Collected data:
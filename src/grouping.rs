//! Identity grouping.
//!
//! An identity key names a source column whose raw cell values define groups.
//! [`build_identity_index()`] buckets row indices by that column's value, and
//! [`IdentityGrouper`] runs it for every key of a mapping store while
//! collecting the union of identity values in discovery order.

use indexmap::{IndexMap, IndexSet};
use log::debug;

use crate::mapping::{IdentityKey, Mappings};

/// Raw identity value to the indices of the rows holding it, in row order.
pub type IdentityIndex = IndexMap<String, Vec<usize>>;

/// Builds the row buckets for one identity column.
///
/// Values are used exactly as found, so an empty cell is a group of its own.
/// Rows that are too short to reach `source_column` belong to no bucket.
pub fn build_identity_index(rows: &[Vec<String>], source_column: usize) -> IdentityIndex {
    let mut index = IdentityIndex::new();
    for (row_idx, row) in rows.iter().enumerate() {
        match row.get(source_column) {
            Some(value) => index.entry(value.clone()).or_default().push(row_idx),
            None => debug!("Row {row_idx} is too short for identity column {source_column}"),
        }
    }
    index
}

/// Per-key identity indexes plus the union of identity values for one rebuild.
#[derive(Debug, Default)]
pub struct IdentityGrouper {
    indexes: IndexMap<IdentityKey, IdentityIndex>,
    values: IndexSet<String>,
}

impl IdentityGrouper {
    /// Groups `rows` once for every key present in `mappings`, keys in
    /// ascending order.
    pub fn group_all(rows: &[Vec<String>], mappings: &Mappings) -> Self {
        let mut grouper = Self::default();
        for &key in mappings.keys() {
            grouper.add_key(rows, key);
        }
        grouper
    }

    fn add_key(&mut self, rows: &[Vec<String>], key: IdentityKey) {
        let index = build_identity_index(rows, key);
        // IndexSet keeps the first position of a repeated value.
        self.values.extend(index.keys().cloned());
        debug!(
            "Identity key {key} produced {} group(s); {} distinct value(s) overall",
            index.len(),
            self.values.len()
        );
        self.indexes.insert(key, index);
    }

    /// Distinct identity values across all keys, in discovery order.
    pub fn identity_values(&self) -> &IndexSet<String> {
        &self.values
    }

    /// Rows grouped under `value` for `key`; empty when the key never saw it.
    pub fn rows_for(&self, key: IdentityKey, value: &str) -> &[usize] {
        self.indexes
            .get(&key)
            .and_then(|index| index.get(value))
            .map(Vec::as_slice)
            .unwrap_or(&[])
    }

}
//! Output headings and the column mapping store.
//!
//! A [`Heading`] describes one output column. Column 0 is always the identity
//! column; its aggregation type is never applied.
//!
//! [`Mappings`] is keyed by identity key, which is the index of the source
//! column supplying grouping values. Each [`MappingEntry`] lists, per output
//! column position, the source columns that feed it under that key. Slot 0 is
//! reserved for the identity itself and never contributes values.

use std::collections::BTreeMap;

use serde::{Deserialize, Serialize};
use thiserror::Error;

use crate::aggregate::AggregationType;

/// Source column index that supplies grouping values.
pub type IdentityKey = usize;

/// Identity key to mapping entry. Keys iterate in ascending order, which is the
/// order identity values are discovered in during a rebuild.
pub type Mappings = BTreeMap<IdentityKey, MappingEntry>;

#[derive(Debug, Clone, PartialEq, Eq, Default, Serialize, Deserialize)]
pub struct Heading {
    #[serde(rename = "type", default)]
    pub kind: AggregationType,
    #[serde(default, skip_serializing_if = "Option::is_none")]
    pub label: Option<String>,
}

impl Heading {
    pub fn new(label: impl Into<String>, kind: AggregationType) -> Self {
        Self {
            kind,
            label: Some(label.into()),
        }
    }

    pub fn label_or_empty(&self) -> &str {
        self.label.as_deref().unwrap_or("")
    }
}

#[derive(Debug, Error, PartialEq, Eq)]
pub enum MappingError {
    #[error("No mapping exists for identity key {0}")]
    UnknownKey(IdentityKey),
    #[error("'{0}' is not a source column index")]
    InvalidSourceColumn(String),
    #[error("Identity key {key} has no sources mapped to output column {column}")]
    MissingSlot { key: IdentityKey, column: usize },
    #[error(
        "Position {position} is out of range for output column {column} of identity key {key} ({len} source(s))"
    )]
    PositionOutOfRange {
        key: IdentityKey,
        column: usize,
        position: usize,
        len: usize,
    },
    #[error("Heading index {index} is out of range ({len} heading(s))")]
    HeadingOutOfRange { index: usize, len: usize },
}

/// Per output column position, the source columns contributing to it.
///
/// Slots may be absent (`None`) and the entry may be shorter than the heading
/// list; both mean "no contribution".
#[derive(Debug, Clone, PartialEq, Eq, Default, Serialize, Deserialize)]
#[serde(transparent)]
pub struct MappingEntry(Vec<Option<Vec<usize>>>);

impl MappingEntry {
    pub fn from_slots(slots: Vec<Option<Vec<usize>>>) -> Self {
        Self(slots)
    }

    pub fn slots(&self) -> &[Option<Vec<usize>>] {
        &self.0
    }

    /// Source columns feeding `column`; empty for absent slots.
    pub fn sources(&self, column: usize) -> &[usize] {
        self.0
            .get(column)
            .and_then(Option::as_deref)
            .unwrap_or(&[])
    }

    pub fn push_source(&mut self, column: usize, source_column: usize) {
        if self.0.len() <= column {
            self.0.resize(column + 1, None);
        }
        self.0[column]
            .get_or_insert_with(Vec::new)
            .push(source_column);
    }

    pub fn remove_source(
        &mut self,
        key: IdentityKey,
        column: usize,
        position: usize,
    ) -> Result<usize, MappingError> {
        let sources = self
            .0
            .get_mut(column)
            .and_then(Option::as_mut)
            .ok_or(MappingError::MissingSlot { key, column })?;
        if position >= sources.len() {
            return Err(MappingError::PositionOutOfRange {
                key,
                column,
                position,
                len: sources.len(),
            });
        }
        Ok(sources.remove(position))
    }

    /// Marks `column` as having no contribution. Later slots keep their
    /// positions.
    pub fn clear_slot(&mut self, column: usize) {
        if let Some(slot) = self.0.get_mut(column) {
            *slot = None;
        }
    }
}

...

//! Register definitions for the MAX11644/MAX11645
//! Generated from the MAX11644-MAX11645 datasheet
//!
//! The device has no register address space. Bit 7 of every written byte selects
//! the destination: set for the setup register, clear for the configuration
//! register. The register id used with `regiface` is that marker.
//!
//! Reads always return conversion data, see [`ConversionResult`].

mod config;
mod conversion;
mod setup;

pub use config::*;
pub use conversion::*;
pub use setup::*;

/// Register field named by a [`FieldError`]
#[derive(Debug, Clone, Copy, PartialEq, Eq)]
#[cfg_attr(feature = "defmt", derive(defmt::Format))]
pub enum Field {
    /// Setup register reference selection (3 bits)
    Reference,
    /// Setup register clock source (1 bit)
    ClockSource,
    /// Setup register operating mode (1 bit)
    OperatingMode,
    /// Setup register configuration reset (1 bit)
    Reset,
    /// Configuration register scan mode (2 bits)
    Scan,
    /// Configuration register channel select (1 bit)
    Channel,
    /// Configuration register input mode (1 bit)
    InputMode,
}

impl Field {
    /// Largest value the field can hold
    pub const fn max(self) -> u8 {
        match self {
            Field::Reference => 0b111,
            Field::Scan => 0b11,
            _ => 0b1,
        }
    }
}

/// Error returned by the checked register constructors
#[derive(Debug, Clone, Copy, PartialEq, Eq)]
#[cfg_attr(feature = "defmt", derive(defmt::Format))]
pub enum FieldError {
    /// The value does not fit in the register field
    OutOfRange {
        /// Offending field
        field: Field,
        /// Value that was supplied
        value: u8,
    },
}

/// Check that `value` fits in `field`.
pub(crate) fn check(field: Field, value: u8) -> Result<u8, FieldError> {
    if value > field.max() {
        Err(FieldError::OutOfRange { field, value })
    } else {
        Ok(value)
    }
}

* * *

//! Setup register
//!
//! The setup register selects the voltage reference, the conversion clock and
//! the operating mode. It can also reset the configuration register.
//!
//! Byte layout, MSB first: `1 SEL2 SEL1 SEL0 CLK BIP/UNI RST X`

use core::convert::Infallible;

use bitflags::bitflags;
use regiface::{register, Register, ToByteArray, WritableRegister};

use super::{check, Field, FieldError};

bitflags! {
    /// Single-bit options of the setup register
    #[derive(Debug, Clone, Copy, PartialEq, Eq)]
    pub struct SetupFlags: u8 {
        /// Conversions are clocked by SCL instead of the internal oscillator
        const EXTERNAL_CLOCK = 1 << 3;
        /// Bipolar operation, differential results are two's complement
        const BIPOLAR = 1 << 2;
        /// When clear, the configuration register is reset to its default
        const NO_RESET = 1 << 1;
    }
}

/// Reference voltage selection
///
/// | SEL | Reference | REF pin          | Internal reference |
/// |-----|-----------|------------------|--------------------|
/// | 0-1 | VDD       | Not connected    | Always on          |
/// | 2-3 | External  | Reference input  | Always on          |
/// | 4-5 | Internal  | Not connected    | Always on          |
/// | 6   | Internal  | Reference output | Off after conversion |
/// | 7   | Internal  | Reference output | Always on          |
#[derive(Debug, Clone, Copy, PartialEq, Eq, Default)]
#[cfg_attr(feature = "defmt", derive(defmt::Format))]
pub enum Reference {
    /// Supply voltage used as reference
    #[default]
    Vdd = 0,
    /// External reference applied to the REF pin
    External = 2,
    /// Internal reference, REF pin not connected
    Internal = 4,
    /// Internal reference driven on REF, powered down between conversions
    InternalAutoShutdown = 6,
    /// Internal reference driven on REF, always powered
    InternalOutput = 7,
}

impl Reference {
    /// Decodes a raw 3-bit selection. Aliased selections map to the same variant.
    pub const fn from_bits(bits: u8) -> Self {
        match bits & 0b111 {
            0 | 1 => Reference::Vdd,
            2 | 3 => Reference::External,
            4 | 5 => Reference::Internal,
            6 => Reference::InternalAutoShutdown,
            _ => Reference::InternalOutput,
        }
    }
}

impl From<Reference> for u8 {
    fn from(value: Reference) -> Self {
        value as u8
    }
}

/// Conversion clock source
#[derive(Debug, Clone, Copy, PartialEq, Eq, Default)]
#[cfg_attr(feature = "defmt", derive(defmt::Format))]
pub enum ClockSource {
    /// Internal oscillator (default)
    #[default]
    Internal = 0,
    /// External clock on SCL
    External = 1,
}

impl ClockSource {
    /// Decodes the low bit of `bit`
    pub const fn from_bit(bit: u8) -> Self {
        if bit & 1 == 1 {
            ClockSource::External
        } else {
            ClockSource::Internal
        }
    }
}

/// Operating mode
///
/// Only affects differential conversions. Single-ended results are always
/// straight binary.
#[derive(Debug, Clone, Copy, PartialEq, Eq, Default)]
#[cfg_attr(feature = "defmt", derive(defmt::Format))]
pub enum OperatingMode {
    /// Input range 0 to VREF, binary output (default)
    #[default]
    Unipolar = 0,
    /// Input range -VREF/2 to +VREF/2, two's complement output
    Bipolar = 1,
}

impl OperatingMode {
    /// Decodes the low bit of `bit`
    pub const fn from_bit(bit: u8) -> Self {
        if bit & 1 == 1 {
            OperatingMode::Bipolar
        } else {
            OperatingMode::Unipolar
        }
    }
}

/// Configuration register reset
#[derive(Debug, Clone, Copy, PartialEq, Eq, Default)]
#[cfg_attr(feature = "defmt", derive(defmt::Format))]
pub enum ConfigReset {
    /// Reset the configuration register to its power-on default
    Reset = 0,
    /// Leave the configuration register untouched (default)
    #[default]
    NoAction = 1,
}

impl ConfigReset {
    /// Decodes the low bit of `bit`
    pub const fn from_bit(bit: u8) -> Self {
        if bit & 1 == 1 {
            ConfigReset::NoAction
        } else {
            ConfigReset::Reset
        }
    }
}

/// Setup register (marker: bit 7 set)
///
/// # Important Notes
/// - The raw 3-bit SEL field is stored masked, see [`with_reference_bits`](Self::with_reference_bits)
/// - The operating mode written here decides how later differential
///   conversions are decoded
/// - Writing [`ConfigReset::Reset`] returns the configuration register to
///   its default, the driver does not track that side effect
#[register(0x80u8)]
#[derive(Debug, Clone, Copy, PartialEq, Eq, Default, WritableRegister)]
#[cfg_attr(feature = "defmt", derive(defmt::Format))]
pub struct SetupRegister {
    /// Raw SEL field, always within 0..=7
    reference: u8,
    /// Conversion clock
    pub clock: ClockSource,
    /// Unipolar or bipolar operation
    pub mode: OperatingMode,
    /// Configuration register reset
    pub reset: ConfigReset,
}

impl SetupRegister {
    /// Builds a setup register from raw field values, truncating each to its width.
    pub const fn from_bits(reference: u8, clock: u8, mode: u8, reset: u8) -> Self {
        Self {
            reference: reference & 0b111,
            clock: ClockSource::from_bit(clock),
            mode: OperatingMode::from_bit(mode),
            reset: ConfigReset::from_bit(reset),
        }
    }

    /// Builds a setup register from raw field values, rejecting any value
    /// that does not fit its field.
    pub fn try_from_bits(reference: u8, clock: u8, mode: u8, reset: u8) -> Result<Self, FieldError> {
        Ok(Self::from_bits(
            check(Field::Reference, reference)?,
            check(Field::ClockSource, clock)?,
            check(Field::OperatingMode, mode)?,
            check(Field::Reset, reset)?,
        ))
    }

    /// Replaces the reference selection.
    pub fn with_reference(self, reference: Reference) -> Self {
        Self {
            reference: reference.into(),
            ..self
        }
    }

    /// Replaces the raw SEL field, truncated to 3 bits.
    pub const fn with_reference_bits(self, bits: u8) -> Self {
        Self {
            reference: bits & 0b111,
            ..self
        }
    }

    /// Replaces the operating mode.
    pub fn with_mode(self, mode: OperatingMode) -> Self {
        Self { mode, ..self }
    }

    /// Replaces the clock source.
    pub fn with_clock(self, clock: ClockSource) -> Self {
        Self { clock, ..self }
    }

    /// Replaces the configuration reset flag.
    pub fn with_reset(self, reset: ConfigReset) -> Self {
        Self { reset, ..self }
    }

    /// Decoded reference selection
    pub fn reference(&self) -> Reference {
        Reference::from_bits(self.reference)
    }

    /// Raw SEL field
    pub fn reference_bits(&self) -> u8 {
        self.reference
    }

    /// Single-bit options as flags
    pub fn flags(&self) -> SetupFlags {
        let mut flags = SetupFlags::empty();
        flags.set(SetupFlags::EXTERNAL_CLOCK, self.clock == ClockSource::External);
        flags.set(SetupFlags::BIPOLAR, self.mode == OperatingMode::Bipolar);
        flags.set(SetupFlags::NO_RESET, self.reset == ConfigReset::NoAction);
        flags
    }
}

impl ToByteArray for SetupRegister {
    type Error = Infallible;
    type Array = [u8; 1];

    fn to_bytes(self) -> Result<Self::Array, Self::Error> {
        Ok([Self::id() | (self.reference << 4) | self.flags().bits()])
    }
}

▶ _Task statement_: Going through the data, count each line where the word "every" appears, and state only the total.

▶ _Response to this task_: 3